Brief: Would you set down every entry again, exactly as written?

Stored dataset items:
-- Opening Marker --
//! Primary-datagram transport backend (the `kcp` kind).
//!
//! One message per datagram. The listening socket tracks peers by source
//! address; a peer exists from the moment its introduction datagram arrives.
//! Plain datagrams carry no departure signal, so this backend never emits
//! [`ServerEvent::Left`].

use crate::diagnostics::Diagnostics;
use crate::traits::{
    Connection, Inbound, PeerId, ServerEvent, Transport, TransportError, TransportKind,
    DEFAULT_PORT,
};
use crate::wire::Message;
use async_trait::async_trait;
use std::collections::HashMap;
use std::net::SocketAddr;
use std::sync::Arc;
use tokio::net::{lookup_host, UdpSocket};
use tokio::sync::mpsc;
use tracing::{trace, warn};

const MAX_DATAGRAM: usize = 2048;

/// Datagram transport over UDP sockets.
pub struct DatagramTransport {
    port: u16,
    diagnostics: Arc<Diagnostics>,
}

impl DatagramTransport {
    pub fn new(diagnostics: Arc<Diagnostics>) -> Self {
        Self {
            port: DEFAULT_PORT,
            diagnostics,
        }
    }
}

#[async_trait]
impl Transport for DatagramTransport {
    fn kind(&self) -> TransportKind {
        TransportKind::Kcp
    }

    fn set_port(&mut self, port: u16) {
        self.port = port;
    }

    async fn connect(&self, address: &str) -> Result<Box<dyn Connection>, TransportError> {
        let target = format!("{}:{}", address, self.port);
        let resolved = lookup_host(target.as_str())
            .await?
            .next()
            .ok_or_else(|| TransportError::Resolve(target.clone()))?;

        let socket = UdpSocket::bind("0.0.0.0:0").await?;
        socket.connect(resolved).await?;

        Ok(Box::new(DatagramConnection {
            socket,
            diagnostics: self.diagnostics.clone(),
        }))
    }

    async fn listen(&self) -> Result<Box<dyn Inbound>, TransportError> {
        let socket = UdpSocket::bind(("0.0.0.0", self.port)).await?;
        let (events, inbound) = mpsc::unbounded_channel();
        let diagnostics = self.diagnostics.clone();

        tokio::spawn(async move {
            let mut peers: HashMap<SocketAddr, PeerId> = HashMap::new();
            let mut next_peer: PeerId = 1;
            let mut buf = [0u8; MAX_DATAGRAM];

            loop {
                let (len, src) = match socket.recv_from(&mut buf).await {
                    Ok(received) => received,
                    Err(error) => {
                        warn!(%error, "datagram receive failed, stopping listener");
                        break;
                    }
                };

                let message = match Message::decode(&buf[..len]) {
                    Ok(message) => message,
                    Err(error) => {
                        trace!(%src, %error, "dropping undecodable datagram");
                        continue;
                    }
                };
                diagnostics.record_inbound();

                let event = match message {
                    Message::Join => {
                        if peers.contains_key(&src) {
                            continue;
                        }
                        let peer = next_peer;
                        next_peer += 1;
                        peers.insert(src, peer);
                        ServerEvent::Joined(peer)
                    }
                    Message::Action => match peers.get(&src) {
                        Some(&peer) => ServerEvent::Message(peer, message),
                        None => {
                            trace!(%src, "dropping datagram from unintroduced peer");
                            continue;
                        }
                    },
                };

                if events.send(event).is_err() {
                    break;
                }
            }
        });

        Ok(Box::new(DatagramInbound { events: inbound }))
    }
}

struct DatagramConnection {
    socket: UdpSocket,
    diagnostics: Arc<Diagnostics>,
}

#[async_trait]
impl Connection for DatagramConnection {
    async fn send(&mut self, message: Message) -> Result<(), TransportError> {
        self.socket.send(&message.encode()).await?;
        self.diagnostics.record_outbound();
        Ok(())
    }
}

struct DatagramInbound {
    events: mpsc::UnboundedReceiver<ServerEvent>,
}

#[async_trait]
impl Inbound for DatagramInbound {
    async fn next_event(&mut self) -> Option<ServerEvent> {
        self.events.recv().await
    }
}

#[cfg(test)]
mod tests {
    use super::*;

    #[tokio::test]
    async fn join_then_action_reach_listener() {
        let diagnostics = Arc::new(Diagnostics::default());
        let mut transport = DatagramTransport::new(diagnostics.clone());
        transport.set_port(47317);

        let mut inbound = transport.listen().await.unwrap();
        let mut conn = transport.connect("127.0.0.1").await.unwrap();

        conn.send(Message::Join).await.unwrap();
        let joined = inbound.next_event().await.unwrap();
        let peer = match joined {
            ServerEvent::Joined(peer) => peer,
            other => panic!("expected join, got {other:?}"),
        };

        conn.send(Message::Action).await.unwrap();
        match inbound.next_event().await.unwrap() {
            ServerEvent::Message(from, Message::Action) => assert_eq!(from, peer),
            other => panic!("expected action, got {other:?}"),
        }

        let counters = diagnostics.snapshot();
        assert_eq!(counters.outbound, 2);
        assert_eq!(counters.inbound, 2);
    }
}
-- Closing Marker --
Worked solution:
//! Primary-datagram transport backend (the `kcp` kind).
//!
//! One message per datagram. The listening socket tracks peers by source
//! address; a peer exists from the moment its introduction datagram arrives.
//! Plain datagrams carry no departure signal, so this backend never emits
//! [`ServerEvent::Left`].

use crate::diagnostics::Diagnostics;
use crate::traits::{
    Connection, Inbound, PeerId, ServerEvent, Transport, TransportError, TransportKind,
    DEFAULT_PORT,
};
use crate::wire::Message;
use async_trait::async_trait;
use std::collections::HashMap;
use std::net::SocketAddr;
use std::sync::Arc;
use tokio::net::{lookup_host, UdpSocket};
use tokio::sync::mpsc;
use tracing::{trace, warn};

const MAX_DATAGRAM: usize = 2048;

/// Datagram transport over UDP sockets.
pub struct DatagramTransport {
    port: u16,
    diagnostics: Arc<Diagnostics>,
}

impl DatagramTransport {
    pub fn new(diagnostics: Arc<Diagnostics>) -> Self {
        Self {
            port: DEFAULT_PORT,
            diagnostics,
        }
    }
}

#[async_trait]
impl Transport for DatagramTransport {
    fn kind(&self) -> TransportKind {
        TransportKind::Kcp
    }

    fn set_port(&mut self, port: u16) {
        self.port = port;
    }

    async fn connect(&self, address: &str) -> Result<Box<dyn Connection>, TransportError> {
        let target = format!("{}:{}", address, self.port);
        let resolved = lookup_host(target.as_str())
            .await?
            .next()
            .ok_or_else(|| TransportError::Resolve(target.clone()))?;

        let socket = UdpSocket::bind("0.0.0.0:0").await?;
        socket.connect(resolved).await?;

        Ok(Box::new(DatagramConnection {
            socket,
            diagnostics: self.diagnostics.clone(),
        }))
    }

    async fn listen(&self) -> Result<Box<dyn Inbound>, TransportError> {
        let socket = UdpSocket::bind(("0.0.0.0", self.port)).await?;
        let (events, inbound) = mpsc::unbounded_channel();
        let diagnostics = self.diagnostics.clone();

        tokio::spawn(async move {
            let mut peers: HashMap<SocketAddr, PeerId> = HashMap::new();
            let mut next_peer: PeerId = 1;
            let mut buf = [0u8; MAX_DATAGRAM];

            loop {
                let (len, src) = match socket.recv_from(&mut buf).await {
                    Ok(received) => received,
                    Err(error) => {
                        warn!(%error, "datagram receive failed, stopping listener");
                        break;
                    }
                };

                let message = match Message::decode(&buf[..len]) {
                    Ok(message) => message,
                    Err(error) => {
                        trace!(%src, %error, "dropping undecodable datagram");
                        continue;
                    }
                };
                diagnostics.record_inbound();

                let event = match message {
                    Message::Join => {
                        if peers.contains_key(&src) {
                            continue;
                        }
                        let peer = next_peer;
                        next_peer += 1;
                        peers.insert(src, peer);
                        ServerEvent::Joined(peer)
                    }
                    Message::Action => match peers.get(&src) {
                        Some(&peer) => ServerEvent::Message(peer, message),
                        None => {
                            trace!(%src, "dropping datagram from unintroduced peer");
                            continue;
                        }
                    },
                };

                if events.send(event).is_err() {
                    break;
                }
            }
        });

        Ok(Box::new(DatagramInbound { events: inbound }))
    }
}

struct DatagramConnection {
    socket: UdpSocket,
    diagnostics: Arc<Diagnostics>,
}

#[async_trait]
impl Connection for DatagramConnection {
    async fn send(&mut self, message: Message) -> Result<(), TransportError> {
        self.socket.send(&message.encode()).await?;
        self.diagnostics.record_outbound();
        Ok(())
    }
}

struct DatagramInbound {
    events: mpsc::UnboundedReceiver<ServerEvent>,
}

#[async_trait]
impl Inbound for DatagramInbound {
    async fn next_event(&mut self) -> Option<ServerEvent> {
        self.events.recv().await
    }
}

#[cfg(test)]
mod tests {
    use super::*;

    #[tokio::test]
    async fn join_then_action_reach_listener() {
        let diagnostics = Arc::new(Diagnostics::default());
        let mut transport = DatagramTransport::new(diagnostics.clone());
        transport.set_port(47317);

        let mut inbound = transport.listen().await.unwrap();
        let mut conn = transport.connect("127.0.0.1").await.unwrap();

        conn.send(Message::Join).await.unwrap();
        let joined = inbound.next_event().await.unwrap();
        let peer = match joined {
            ServerEvent::Joined(peer) => peer,
            other => panic!("expected join, got {other:?}"),
        };

        conn.send(Message::Action).await.unwrap();
        match inbound.next_event().await.unwrap() {
            ServerEvent::Message(from, Message::Action) => assert_eq!(from, peer),
            other => panic!("expected action, got {other:?}"),
        }

        let counters = diagnostics.snapshot();
        assert_eq!(counters.outbound, 2);
        assert_eq!(counters.inbound, 2);
    }
}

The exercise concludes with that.